Identification of Potent Antitubercular Secondary Metabolites from Kigelia africana: An In‐Silico Investigation

Abstract Ethyl‐acetate extract of heartwood of Kigelia africana Lam . affords tecomaquinone‐I ( 1 ), lapachol ( 2 ), dehydro‐α‐lapachone ( 3 ), cluytyl ferulate ( 4 ), kigelinone ( 5 ), D‐sesamin ( 6 ), paulownin ( 7 ), wodeshiol ( 8 ) and cycloolivil ( 9 ). Isolation of cycloolivil from this plant is being reported for the first time.
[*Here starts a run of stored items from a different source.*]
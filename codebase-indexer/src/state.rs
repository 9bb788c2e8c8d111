use serde::Serialize;
use std::sync::atomic::AtomicUsize;
use std::sync::atomic::Ordering;

/// Whether a full build is running.
#[derive(Debug, Clone, Copy, PartialEq, Eq, Serialize)]
#[serde(rename_all = "snake_case")]
pub enum BuildState {
    Idle,
    Building,
}

/// Word value while a full build holds the gate. Any smaller value is the
/// number of incremental updates in flight.
const BUILDING: usize = usize::MAX;

/// Shared/exclusive gate between full builds and incremental updates.
///
/// A build needs the gate to itself; updates share it with each other.
/// Neither side ever waits: a refused build reports `Busy`, a refused update
/// is skipped.
#[derive(Debug, Default)]
pub struct BuildGate {
    state: AtomicUsize,
}

impl BuildGate {
    pub fn new() -> Self {
        Self::default()
    }

    /// Moves to `Building`, or returns `None` if a build or any update is
    /// in flight.
    pub fn try_begin(&self) -> Option<BuildGuard<'_>> {
        self.state
            .compare_exchange(0, BUILDING, Ordering::AcqRel, Ordering::Acquire)
            .ok()
            .map(|_| BuildGuard { gate: self })
    }

    /// Registers one more update, or returns `None` while a build runs.
    pub fn try_begin_update(&self) -> Option<UpdateGuard<'_>> {
        self.state
            .fetch_update(Ordering::AcqRel, Ordering::Acquire, |current| {
                (current < BUILDING - 1).then_some(current + 1)
            })
            .ok()
            .map(|_| UpdateGuard { gate: self })
    }

    pub fn state(&self) -> BuildState {
        if self.state.load(Ordering::Acquire) == BUILDING {
            BuildState::Building
        } else {
            BuildState::Idle
        }
    }

    pub fn is_building(&self) -> bool {
        self.state() == BuildState::Building
    }

    pub fn updates_in_flight(&self) -> usize {
        match self.state.load(Ordering::Acquire) {
            BUILDING => 0,
            updates => updates,
        }
    }
}

/// Returns the gate to `Idle` when dropped, on every exit path.
#[derive(Debug)]
pub struct BuildGuard<'a> {
    gate: &'a BuildGate,
}

impl Drop for BuildGuard<'_> {
    fn drop(&mut self) {
        self.gate.state.store(0, Ordering::Release);
    }
}

/// One update's share of the gate.
#[derive(Debug)]
pub struct UpdateGuard<'a> {
    gate: &'a BuildGate,
}

impl Drop for UpdateGuard<'_> {
    fn drop(&mut self) {
        self.gate.state.fetch_sub(1, Ordering::AcqRel);
    }
}

#[cfg(test)]
mod tests {
    use super::*;
    use pretty_assertions::assert_eq;

    #[test]
    fn test_second_begin_is_refused() {
        let gate = BuildGate::new();
        assert_eq!(gate.state(), BuildState::Idle);

        let guard = gate.try_begin().expect("first build starts");
        assert!(gate.is_building());
        assert!(gate.try_begin().is_none());

        drop(guard);
        assert_eq!(gate.state(), BuildState::Idle);
        assert!(gate.try_begin().is_some());
    }

    #[test]
    fn test_guard_resets_on_early_return() {
        fn failing_build(gate: &BuildGate) -> Result<(), String> {
            let _guard = gate.try_begin().ok_or("busy")?;
            Err("setup failed".to_string())
        }

        let gate = BuildGate::new();
        assert!(failing_build(&gate).is_err());
        assert!(!gate.is_building());
    }

    #[test]
    fn test_updates_share_the_gate_and_exclude_builds() {
        let gate = BuildGate::new();
        let first = gate.try_begin_update().expect("first update");
        let second = gate.try_begin_update().expect("updates share the gate");
        assert_eq!(gate.updates_in_flight(), 2);
        assert_eq!(gate.state(), BuildState::Idle);
        assert!(gate.try_begin().is_none());

        drop(first);
        assert!(gate.try_begin().is_none());
        drop(second);
        assert_eq!(gate.updates_in_flight(), 0);

        let build = gate.try_begin().expect("build starts once updates finish");
        assert!(gate.try_begin_update().is_none());
        drop(build);
        assert!(gate.try_begin_update().is_some());
    }
}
The structures of these compounds were elucidated by advanced spectroscopic methods ( 1 H, 13 C NMR, IR & Mass spectrometry). Structure of cycloolivil ( 9 ) was confirmed by X‐ray crystallographic analysis. In order to study the anti‐tubercular activity and to develop new drugs from natural sources, molecular docking studies of isolated phytochemicals were performed for potential inhibitory action towards Type I polyketide synthase 13 (Pks13). For this purpose, isoniazid, and a co‐crystallized PDB ligand were used as reference drug. Tecomaquinone‐I exhibited best docking score (−12.4 kcal/mol) among all the tested compounds. Molecular simulation and QSAR study of tecomaquinone‐I favoured docking results. Hence, the present study suggests that tecomaquinone‐I exhibits potent anti‐tubercular activity.